**Problem description**
A single number is the whole answer: how many lines in this listing contain "failure".
[Start of Attachment]
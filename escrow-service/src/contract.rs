//! Contract authorization gate. A contract goes `pending_payment →
//! active` only once the processor confirms the hold and the reserved
//! amount matches our books exactly. Any failure after that confirmation
//! releases the hold before surfacing the error — a reserved hold must
//! never be left dangling behind a failed local transition.

use crate::collab;
use crate::error::EscrowError;
use crate::models::Payment;
use crate::processor::ProcessorClient;
use crate::schema::{job_contracts, payments};
use chrono::Utc;
use diesel::prelude::*;
use diesel_async::{AsyncConnection, AsyncPgConnection, RunQueryDsl};
use serde::Serialize;
use shared::{ContractStatus, PaymentStatus};
use tracing::{info, warn};
use uuid::Uuid;

#[derive(Debug, Serialize)]
pub struct AuthorizeOutcome {
    pub authorized: bool,
    pub already_authorized: bool,
}

#[derive(Debug, Serialize)]
pub struct CaptureOutcome {
    pub captured: bool,
    pub already_captured: bool,
    pub status: PaymentStatus,
}

pub async fn authorize_contract(
    conn: &mut AsyncPgConnection,
    processor: &dyn ProcessorClient,
    user_id: Uuid,
    contract_id: Uuid,
    hold_id: Option<String>,
) -> Result<AuthorizeOutcome, EscrowError> {
    let contract = collab::load_contract(conn, contract_id).await?;
    if contract.customer_id != user_id {
        return Err(EscrowError::Forbidden("Not your contract"));
    }

    if contract.status == ContractStatus::Active || contract.payment_authorized_at.is_some() {
        return Ok(AuthorizeOutcome {
            authorized: true,
            already_authorized: true,
        });
    }
    if contract.status == ContractStatus::Cancelled {
        return Err(EscrowError::conflict("Contract is cancelled"));
    }

    let hold_id = hold_id
        .or(contract.processor_hold_id.clone())
        .ok_or_else(|| {
            EscrowError::validation(
                "Contract has no authorization hold yet; create the payment first",
            )
        })?;

    let hold = processor.retrieve_hold(&hold_id).await?;
    if !hold.is_authorized() {
        return Err(EscrowError::validation(format!(
            "Hold not authorized (processor status: {})",
            hold.status
        )));
    }

    let payment = payments::table
        .filter(payments::processor_hold_id.eq(&hold_id))
        .first::<Payment>(conn)
        .await
        .optional()?
        .ok_or_else(|| EscrowError::Internal(format!("No payment record for hold {hold_id}")))?;

    // Defense against the fee state changing between hold creation and
    // confirmation: the reserved amount must match our books exactly.
    if payment.amount_cents != hold.amount {
        warn!(
            contract_id = %contract_id,
            hold_id = %hold_id,
            local = %payment.amount_cents,
            reserved = %hold.amount,
            "reserved amount mismatch, cancelling hold"
        );
        return Err(compensate(
            processor,
            &hold_id,
            EscrowError::conflict("Payment amount changed. Please retry payment."),
        )
        .await);
    }

    let activated = conn
        .transaction::<(), EscrowError, _>(|conn| {
            let hold_id = hold_id.clone();
            Box::pin(async move {
                let now = Utc::now();
                let updated = diesel::update(
                    job_contracts::table
                        .find(contract_id)
                        .filter(job_contracts::status.eq(ContractStatus::PendingPayment)),
                )
                .set((
                    job_contracts::status.eq(ContractStatus::Active),
                    job_contracts::processor_hold_id.eq(Some(hold_id)),
                    job_contracts::payment_authorized_at.eq(Some(now)),
                    job_contracts::updated_at.eq(now),
                ))
                .execute(conn)
                .await?;
                if updated == 0 {
                    return Err(EscrowError::conflict("Contract state changed, retry"));
                }

                diesel::update(
                    payments::table
                        .find(payment.id)
                        .filter(payments::status.eq_any([
                            PaymentStatus::PendingHold,
                            PaymentStatus::Pending,
                            PaymentStatus::Processing,
                            PaymentStatus::RequiresAction,
                        ])),
                )
                .set((
                    payments::status.eq(PaymentStatus::Authorized),
                    payments::updated_at.eq(now),
                ))
                .execute(conn)
                .await?;

                Ok(())
            })
        })
        .await;

    if let Err(e) = activated {
        // The hold is confirmed but the local transition failed: release
        // the funds before reporting the error.
        return Err(compensate(processor, &hold_id, e).await);
    }

    info!(contract_id = %contract_id, hold_id = %hold_id, "contract activated, escrow authorized");

    Ok(AuthorizeOutcome {
        authorized: true,
        already_authorized: false,
    })
}

/// Capture the reserved funds once the job is done. The authoritative
/// `succeeded` flip still comes from the processor's asynchronous event.
pub async fn capture_contract_payment(
    conn: &mut AsyncPgConnection,
    processor: &dyn ProcessorClient,
    user_id: Uuid,
    contract_id: Uuid,
) -> Result<CaptureOutcome, EscrowError> {
    let contract = collab::load_contract(conn, contract_id).await?;
    if contract.customer_id != user_id {
        return Err(EscrowError::Forbidden("Not your contract"));
    }

    if contract.payment_captured_at.is_some() {
        return Ok(CaptureOutcome {
            captured: true,
            already_captured: true,
            status: PaymentStatus::Processing,
        });
    }

    if contract.payment_authorized_at.is_none() {
        return Err(EscrowError::validation("Contract payment not authorized yet"));
    }

    let job = collab::load_job(conn, contract.job_id).await?;
    if job.status != "completed" {
        return Err(EscrowError::conflict("Job must be completed before capture"));
    }

    let hold_id = contract
        .processor_hold_id
        .clone()
        .ok_or_else(|| EscrowError::Internal("Authorized contract without a hold id".into()))?;

    let hold = processor.capture_hold(&hold_id).await?;
    let mapped = hold.internal_status();

    let now = Utc::now();
    diesel::update(job_contracts::table.find(contract_id))
        .set((
            job_contracts::payment_captured_at.eq(Some(now)),
            job_contracts::updated_at.eq(now),
        ))
        .execute(conn)
        .await?;

    // Advance the payment unless the webhook already settled it.
    diesel::update(
        payments::table
            .filter(payments::processor_hold_id.eq(&hold_id))
            .filter(payments::status.eq_any([
                PaymentStatus::Authorized,
                PaymentStatus::Pending,
                PaymentStatus::Processing,
            ])),
    )
    .set((payments::status.eq(mapped), payments::updated_at.eq(now)))
    .execute(conn)
    .await?;

    info!(contract_id = %contract_id, hold_id = %hold_id, status = %mapped, "hold captured");

    Ok(CaptureOutcome {
        captured: true,
        already_captured: false,
        status: mapped,
    })
}

/// Cancel the hold after a failed local transition. If cancellation itself
/// fails, money is in an inconsistent state: escalate as a compensation
/// failure, which is operator-visible by contract.
async fn compensate(
    processor: &dyn ProcessorClient,
    hold_id: &str,
    cause: EscrowError,
) -> EscrowError {
    match processor.cancel_hold(hold_id).await {
        Ok(_) => {
            info!(hold_id = %hold_id, "hold cancelled after failed local transition");
            cause
        }
        Err(cancel_err) => EscrowError::Compensation {
            hold_id: hold_id.to_string(),
            reason: format!("{cause}; cancellation failed: {cancel_err}"),
        },
    }
}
[End of Attachment]
**Response to the task**
2